From the first line of the entries below to the line with "fn fmt_text(&self, f: &mut Formatter<'_>) -> core::fmt::Result;", give each line again exactly.

Exercise inputs —
········
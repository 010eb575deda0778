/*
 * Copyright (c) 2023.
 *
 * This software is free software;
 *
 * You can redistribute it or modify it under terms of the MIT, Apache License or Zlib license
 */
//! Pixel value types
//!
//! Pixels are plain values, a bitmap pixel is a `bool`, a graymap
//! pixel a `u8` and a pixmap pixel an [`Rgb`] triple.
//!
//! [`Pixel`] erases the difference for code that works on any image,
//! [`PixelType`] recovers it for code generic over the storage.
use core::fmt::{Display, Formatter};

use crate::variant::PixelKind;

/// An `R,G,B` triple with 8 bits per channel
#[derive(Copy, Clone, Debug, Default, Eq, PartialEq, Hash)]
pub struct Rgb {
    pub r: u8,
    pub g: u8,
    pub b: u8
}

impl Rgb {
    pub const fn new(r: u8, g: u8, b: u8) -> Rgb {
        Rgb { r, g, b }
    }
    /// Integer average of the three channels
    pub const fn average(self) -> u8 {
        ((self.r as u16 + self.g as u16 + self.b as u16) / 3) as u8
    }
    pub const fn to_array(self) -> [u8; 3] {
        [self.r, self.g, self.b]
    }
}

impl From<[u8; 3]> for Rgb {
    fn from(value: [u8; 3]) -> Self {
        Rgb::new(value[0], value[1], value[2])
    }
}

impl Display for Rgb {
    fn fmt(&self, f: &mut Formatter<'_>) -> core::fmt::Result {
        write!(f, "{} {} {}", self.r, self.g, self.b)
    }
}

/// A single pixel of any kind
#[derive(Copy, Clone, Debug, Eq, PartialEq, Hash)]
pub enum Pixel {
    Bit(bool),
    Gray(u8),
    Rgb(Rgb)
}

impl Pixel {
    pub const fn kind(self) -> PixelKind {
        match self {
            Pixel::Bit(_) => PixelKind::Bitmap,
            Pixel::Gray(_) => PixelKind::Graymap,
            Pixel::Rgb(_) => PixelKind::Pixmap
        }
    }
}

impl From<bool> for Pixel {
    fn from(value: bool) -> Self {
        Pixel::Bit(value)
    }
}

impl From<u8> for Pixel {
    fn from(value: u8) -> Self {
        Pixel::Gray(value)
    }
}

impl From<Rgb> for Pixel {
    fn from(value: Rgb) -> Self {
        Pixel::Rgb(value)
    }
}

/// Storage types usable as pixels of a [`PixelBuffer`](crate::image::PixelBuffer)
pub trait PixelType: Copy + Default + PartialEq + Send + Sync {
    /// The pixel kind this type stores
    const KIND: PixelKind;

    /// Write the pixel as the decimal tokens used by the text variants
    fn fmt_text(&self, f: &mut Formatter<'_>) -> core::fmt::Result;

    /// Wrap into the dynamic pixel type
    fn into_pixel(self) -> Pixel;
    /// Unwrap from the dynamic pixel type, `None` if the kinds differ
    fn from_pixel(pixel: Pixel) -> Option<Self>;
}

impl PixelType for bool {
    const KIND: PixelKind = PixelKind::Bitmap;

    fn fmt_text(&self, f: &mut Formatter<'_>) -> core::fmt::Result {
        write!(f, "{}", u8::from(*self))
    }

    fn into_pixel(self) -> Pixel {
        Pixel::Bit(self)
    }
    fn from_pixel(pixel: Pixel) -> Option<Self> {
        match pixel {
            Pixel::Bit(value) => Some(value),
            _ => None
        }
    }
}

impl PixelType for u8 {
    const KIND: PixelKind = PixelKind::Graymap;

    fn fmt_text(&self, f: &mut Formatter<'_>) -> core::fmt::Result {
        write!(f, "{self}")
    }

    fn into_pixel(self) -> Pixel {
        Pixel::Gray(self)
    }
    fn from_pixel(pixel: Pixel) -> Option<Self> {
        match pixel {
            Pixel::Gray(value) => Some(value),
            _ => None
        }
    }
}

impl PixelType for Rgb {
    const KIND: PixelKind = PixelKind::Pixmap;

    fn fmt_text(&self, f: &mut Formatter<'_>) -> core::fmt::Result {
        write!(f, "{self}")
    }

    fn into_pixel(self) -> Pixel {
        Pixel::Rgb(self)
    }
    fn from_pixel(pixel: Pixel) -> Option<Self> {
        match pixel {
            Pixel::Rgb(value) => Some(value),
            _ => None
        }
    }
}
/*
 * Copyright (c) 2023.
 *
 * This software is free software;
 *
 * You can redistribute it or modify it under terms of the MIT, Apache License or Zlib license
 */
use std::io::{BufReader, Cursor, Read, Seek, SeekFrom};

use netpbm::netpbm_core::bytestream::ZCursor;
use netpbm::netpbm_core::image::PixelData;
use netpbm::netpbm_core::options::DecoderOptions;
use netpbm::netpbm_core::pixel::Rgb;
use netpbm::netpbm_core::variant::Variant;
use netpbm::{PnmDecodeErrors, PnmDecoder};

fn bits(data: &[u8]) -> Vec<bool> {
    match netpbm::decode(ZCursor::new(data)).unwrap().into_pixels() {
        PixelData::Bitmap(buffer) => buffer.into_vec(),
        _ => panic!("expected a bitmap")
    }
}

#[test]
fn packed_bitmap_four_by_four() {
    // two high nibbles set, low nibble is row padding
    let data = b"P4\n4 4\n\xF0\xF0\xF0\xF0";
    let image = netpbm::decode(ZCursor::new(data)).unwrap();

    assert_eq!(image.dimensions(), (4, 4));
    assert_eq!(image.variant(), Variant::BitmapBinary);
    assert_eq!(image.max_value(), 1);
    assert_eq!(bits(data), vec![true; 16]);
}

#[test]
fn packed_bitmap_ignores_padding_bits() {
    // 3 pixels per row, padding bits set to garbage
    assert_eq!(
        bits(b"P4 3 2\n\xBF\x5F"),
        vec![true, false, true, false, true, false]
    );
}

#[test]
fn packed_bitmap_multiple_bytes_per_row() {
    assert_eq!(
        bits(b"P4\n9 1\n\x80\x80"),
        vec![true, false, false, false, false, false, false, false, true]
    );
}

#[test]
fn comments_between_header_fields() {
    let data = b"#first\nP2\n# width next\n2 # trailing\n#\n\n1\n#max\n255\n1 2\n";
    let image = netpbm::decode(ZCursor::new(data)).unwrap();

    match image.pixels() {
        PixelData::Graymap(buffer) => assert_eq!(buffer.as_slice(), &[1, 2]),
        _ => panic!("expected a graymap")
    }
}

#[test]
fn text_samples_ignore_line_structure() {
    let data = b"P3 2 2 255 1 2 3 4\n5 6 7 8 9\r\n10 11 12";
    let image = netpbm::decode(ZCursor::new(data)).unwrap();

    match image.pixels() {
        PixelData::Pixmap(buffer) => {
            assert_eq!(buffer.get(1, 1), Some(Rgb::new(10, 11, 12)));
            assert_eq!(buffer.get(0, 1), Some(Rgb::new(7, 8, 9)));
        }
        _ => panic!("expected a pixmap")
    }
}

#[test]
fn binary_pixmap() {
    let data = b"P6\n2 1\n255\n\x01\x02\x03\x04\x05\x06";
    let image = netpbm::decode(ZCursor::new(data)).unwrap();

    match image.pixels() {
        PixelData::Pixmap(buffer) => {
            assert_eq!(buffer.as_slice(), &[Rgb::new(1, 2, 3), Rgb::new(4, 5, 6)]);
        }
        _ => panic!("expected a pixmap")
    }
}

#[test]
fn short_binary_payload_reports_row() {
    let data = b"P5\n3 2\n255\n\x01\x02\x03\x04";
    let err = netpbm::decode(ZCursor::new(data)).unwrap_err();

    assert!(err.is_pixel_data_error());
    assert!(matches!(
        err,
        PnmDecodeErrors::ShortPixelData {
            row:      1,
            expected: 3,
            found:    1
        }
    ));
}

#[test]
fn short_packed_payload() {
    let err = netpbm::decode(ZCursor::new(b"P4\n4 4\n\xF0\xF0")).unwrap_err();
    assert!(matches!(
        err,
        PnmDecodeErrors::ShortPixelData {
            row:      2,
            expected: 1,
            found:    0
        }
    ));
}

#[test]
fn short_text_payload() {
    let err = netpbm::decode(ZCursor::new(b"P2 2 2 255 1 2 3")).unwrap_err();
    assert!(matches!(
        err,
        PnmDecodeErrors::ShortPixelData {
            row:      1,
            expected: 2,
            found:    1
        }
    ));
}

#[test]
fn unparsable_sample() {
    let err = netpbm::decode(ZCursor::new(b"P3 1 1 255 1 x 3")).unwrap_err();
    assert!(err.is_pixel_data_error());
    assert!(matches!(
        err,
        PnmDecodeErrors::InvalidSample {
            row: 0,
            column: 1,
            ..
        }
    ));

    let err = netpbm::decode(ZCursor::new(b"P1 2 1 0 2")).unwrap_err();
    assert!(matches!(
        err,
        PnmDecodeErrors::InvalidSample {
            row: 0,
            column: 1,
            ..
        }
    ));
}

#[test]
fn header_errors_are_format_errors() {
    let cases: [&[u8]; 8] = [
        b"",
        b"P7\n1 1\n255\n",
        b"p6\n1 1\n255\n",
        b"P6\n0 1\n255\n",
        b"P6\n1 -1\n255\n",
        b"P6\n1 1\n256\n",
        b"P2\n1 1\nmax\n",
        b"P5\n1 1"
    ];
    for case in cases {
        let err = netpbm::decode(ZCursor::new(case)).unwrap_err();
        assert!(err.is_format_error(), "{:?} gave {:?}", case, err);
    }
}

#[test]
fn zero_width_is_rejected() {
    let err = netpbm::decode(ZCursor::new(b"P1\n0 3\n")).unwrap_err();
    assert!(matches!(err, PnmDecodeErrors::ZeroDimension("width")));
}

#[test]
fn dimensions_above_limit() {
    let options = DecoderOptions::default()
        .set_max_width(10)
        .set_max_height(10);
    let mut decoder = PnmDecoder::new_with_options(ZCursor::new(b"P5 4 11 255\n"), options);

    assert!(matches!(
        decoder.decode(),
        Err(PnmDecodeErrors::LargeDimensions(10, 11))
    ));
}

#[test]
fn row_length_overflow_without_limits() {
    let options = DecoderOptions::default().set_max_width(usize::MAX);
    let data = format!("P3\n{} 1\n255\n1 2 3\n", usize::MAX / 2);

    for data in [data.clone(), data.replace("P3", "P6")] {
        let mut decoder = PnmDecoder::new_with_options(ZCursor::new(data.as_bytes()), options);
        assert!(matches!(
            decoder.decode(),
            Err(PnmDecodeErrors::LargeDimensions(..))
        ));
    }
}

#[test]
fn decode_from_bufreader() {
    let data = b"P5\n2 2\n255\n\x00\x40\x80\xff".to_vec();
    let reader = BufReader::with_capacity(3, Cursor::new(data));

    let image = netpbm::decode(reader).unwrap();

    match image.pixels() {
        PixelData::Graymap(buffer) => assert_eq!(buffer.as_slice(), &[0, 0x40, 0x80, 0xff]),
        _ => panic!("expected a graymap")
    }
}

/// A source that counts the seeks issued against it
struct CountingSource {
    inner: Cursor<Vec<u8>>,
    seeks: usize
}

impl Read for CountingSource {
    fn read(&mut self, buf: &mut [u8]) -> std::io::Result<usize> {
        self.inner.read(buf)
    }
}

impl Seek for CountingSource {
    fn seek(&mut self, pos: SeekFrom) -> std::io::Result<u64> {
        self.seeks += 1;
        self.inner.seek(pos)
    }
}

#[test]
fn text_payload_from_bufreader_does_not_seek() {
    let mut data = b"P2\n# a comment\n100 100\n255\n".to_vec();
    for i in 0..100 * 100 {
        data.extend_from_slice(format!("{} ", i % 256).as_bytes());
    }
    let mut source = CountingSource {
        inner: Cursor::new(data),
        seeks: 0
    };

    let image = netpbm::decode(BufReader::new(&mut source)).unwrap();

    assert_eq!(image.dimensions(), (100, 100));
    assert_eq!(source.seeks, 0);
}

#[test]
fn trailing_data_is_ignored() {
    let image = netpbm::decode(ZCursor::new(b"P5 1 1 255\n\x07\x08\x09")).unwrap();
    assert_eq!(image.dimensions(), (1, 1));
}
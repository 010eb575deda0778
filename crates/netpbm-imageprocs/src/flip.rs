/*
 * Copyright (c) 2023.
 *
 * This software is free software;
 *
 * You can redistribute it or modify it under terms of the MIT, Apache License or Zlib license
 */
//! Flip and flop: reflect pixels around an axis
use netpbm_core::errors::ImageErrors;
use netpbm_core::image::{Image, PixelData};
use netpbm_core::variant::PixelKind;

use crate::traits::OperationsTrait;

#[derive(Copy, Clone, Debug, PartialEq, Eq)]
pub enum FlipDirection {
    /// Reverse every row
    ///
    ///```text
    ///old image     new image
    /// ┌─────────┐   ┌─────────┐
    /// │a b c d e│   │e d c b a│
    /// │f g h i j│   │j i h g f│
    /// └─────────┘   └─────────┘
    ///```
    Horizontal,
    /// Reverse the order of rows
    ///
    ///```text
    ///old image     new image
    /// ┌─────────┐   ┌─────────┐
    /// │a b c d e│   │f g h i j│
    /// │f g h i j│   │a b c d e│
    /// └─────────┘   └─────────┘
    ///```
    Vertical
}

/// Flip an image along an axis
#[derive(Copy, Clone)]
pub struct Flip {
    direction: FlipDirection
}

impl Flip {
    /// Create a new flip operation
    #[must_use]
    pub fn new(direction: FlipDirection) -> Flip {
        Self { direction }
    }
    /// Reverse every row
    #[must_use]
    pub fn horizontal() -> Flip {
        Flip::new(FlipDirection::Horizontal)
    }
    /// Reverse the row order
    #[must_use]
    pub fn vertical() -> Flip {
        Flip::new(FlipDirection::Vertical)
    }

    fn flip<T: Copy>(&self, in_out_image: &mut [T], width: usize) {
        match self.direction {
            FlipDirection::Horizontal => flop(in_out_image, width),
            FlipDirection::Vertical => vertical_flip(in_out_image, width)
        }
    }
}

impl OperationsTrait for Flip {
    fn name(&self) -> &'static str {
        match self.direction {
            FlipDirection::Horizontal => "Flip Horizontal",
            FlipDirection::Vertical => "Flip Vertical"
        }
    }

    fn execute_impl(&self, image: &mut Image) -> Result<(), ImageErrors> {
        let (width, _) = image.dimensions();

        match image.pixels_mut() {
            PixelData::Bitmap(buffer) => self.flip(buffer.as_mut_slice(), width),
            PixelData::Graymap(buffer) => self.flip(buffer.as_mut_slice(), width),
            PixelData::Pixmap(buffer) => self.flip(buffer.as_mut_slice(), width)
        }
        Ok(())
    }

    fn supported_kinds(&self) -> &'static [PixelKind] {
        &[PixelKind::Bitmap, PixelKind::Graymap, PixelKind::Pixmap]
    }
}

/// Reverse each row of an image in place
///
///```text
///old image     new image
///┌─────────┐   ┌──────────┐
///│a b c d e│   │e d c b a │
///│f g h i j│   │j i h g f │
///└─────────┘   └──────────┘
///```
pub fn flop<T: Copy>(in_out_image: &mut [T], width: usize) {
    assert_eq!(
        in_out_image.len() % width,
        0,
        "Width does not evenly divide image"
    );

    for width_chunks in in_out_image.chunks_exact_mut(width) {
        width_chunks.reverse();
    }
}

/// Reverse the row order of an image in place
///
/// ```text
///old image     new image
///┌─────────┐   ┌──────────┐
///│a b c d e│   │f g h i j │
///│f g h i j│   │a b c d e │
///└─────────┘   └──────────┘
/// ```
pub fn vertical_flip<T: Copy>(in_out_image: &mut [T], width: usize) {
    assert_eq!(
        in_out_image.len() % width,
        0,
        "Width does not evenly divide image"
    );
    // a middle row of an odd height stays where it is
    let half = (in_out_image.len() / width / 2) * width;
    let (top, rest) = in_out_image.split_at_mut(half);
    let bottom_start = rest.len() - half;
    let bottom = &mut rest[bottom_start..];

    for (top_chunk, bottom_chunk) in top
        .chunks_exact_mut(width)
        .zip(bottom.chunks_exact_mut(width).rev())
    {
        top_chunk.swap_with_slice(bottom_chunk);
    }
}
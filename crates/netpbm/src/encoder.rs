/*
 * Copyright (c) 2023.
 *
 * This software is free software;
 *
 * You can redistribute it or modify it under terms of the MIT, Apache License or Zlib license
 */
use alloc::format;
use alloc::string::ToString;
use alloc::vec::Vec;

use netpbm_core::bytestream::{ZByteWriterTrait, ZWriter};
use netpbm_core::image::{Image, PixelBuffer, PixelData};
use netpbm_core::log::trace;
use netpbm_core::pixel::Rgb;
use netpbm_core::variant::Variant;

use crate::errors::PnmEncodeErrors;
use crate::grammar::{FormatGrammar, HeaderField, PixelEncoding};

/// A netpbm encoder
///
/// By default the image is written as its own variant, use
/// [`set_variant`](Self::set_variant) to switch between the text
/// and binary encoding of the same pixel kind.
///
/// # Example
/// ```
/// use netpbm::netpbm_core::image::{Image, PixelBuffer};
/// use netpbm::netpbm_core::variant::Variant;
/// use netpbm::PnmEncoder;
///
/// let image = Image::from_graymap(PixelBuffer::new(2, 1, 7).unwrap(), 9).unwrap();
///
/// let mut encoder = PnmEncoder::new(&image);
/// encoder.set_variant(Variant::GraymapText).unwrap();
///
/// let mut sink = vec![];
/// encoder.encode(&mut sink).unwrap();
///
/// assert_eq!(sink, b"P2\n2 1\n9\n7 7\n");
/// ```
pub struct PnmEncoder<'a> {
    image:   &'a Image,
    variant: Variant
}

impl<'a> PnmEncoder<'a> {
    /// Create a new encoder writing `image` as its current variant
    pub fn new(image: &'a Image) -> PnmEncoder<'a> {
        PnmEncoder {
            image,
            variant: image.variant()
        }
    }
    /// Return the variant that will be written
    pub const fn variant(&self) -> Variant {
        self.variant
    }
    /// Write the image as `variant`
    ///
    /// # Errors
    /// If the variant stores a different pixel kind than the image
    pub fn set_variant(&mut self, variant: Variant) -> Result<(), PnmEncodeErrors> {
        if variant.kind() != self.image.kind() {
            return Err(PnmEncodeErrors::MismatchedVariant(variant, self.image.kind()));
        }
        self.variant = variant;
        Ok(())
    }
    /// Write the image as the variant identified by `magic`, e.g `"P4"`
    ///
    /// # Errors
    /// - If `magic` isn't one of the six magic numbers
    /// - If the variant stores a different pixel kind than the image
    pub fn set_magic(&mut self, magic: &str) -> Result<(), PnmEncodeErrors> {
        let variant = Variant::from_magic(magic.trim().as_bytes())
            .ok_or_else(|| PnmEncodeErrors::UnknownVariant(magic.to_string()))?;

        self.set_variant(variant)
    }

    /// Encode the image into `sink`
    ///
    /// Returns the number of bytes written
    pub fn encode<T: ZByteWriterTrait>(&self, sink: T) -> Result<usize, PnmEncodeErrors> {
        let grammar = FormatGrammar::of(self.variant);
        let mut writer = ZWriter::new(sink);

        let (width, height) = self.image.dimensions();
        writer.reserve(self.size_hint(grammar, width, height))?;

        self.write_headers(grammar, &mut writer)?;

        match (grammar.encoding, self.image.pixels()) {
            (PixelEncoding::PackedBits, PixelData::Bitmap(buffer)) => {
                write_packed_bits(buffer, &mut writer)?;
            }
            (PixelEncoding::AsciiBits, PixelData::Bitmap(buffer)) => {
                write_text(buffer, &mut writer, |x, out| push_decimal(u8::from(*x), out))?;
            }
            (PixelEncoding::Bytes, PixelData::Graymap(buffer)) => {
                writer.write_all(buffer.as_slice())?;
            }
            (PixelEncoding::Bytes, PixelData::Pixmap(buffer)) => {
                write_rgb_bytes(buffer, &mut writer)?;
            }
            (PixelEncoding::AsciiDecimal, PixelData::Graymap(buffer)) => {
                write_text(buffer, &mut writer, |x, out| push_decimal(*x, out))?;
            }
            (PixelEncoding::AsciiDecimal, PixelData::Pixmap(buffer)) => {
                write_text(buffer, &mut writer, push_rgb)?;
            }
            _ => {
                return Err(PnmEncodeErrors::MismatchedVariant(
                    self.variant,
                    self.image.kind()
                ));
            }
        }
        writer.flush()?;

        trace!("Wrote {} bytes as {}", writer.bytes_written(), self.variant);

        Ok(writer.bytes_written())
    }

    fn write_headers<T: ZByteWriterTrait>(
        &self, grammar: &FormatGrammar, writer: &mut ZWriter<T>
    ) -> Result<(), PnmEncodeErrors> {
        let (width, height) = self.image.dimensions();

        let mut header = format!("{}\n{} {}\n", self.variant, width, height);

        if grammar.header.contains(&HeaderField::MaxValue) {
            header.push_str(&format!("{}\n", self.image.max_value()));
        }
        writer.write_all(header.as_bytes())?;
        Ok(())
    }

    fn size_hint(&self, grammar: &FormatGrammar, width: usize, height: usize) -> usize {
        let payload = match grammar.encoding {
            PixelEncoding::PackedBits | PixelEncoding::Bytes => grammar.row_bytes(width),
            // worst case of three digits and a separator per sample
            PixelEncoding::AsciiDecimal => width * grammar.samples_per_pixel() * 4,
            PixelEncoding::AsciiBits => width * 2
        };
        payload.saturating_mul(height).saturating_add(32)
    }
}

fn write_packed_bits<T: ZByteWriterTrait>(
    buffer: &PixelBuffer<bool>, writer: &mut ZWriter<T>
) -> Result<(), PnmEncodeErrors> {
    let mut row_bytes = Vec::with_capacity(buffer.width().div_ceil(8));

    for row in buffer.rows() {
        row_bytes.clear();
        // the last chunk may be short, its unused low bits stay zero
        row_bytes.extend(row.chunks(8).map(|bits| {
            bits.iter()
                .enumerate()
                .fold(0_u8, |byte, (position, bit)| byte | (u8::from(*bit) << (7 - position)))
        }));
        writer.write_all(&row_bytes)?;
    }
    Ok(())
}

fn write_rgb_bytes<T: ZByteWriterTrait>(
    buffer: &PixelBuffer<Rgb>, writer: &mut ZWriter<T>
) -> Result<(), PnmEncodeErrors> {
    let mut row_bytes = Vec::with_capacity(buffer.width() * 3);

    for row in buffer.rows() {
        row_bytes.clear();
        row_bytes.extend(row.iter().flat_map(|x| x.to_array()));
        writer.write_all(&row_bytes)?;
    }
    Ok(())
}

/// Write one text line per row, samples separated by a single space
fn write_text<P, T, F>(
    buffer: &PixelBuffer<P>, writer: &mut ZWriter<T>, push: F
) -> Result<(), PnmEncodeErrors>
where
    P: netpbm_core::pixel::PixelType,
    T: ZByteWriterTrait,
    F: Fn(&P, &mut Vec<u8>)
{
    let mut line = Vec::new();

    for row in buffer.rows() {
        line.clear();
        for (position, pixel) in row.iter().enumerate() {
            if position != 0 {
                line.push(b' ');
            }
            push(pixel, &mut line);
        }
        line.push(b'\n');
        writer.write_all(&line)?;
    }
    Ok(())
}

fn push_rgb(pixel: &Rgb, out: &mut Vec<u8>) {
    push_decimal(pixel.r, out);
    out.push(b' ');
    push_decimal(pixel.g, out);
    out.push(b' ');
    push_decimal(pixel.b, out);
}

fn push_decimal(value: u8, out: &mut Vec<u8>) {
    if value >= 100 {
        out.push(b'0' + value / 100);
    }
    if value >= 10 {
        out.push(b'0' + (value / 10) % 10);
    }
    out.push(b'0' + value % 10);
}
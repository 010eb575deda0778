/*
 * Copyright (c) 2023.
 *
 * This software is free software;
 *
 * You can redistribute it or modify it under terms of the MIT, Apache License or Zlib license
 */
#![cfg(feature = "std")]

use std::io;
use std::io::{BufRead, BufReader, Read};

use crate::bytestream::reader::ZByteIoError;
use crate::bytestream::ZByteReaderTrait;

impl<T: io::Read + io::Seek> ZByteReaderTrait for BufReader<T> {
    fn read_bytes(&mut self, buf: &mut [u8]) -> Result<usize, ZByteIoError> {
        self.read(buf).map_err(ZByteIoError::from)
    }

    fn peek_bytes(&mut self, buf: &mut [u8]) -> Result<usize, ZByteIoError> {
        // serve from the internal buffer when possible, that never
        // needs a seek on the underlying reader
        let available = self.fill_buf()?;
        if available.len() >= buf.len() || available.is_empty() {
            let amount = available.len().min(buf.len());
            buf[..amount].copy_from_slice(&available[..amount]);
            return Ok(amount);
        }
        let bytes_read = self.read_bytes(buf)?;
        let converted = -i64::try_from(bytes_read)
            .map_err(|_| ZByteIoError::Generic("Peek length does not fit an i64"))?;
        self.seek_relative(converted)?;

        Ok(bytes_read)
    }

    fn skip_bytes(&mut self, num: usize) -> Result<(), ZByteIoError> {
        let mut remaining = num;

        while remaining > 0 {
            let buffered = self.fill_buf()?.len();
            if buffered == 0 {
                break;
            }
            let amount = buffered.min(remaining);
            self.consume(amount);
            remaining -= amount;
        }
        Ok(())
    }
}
········
Finished exercise —
repository 010eb575deda0778
/*
 * Copyright (c) 2023.
 *
 * This software is free software;
 *
 * You can redistribute it or modify it under terms of the MIT, Apache License or Zlib license
 */
//! Pixel value types
//!
//! Pixels are plain values, a bitmap pixel is a `bool`, a graymap
//! pixel a `u8` and a pixmap pixel an [`Rgb`] triple.
//!
//! [`Pixel`] erases the difference for code that works on any image,
//! [`PixelType`] recovers it for code generic over the storage.
use core::fmt::{Display, Formatter};

use crate::variant::PixelKind;

/// An `R,G,B` triple with 8 bits per channel
#[derive(Copy, Clone, Debug, Default, Eq, PartialEq, Hash)]
pub struct Rgb {
    pub r: u8,
    pub g: u8,
    pub b: u8
}

impl Rgb {
    pub const fn new(r: u8, g: u8, b: u8) -> Rgb {
        Rgb { r, g, b }
    }
    /// Integer average of the three channels
    pub const fn average(self) -> u8 {
        ((self.r as u16 + self.g as u16 + self.b as u16) / 3) as u8
    }
    pub const fn to_array(self) -> [u8; 3] {
        [self.r, self.g, self.b]
    }
}

impl From<[u8; 3]> for Rgb {
    fn from(value: [u8; 3]) -> Self {
        Rgb::new(value[0], value[1], value[2])
    }
}

impl Display for Rgb {
    fn fmt(&self, f: &mut Formatter<'_>) -> core::fmt::Result {
        write!(f, "{} {} {}", self.r, self.g, self.b)
    }
}

/// A single pixel of any kind
#[derive(Copy, Clone, Debug, Eq, PartialEq, Hash)]
pub enum Pixel {
    Bit(bool),
    Gray(u8),
    Rgb(Rgb)
}

impl Pixel {
    pub const fn kind(self) -> PixelKind {
        match self {
            Pixel::Bit(_) => PixelKind::Bitmap,
            Pixel::Gray(_) => PixelKind::Graymap,
            Pixel::Rgb(_) => PixelKind::Pixmap
        }
    }
}

impl From<bool> for Pixel {
    fn from(value: bool) -> Self {
        Pixel::Bit(value)
    }
}

impl From<u8> for Pixel {
    fn from(value: u8) -> Self {
        Pixel::Gray(value)
    }
}

impl From<Rgb> for Pixel {
    fn from(value: Rgb) -> Self {
        Pixel::Rgb(value)
    }
}

/// Storage types usable as pixels of a [`PixelBuffer`](crate::image::PixelBuffer)
pub trait PixelType: Copy + Default + PartialEq + Send + Sync {
    /// The pixel kind this type stores
    const KIND: PixelKind;

    /// Write the pixel as the decimal tokens used by the text variants
    fn fmt_text(&self, f: &mut Formatter<'_>) -> core::fmt::Result;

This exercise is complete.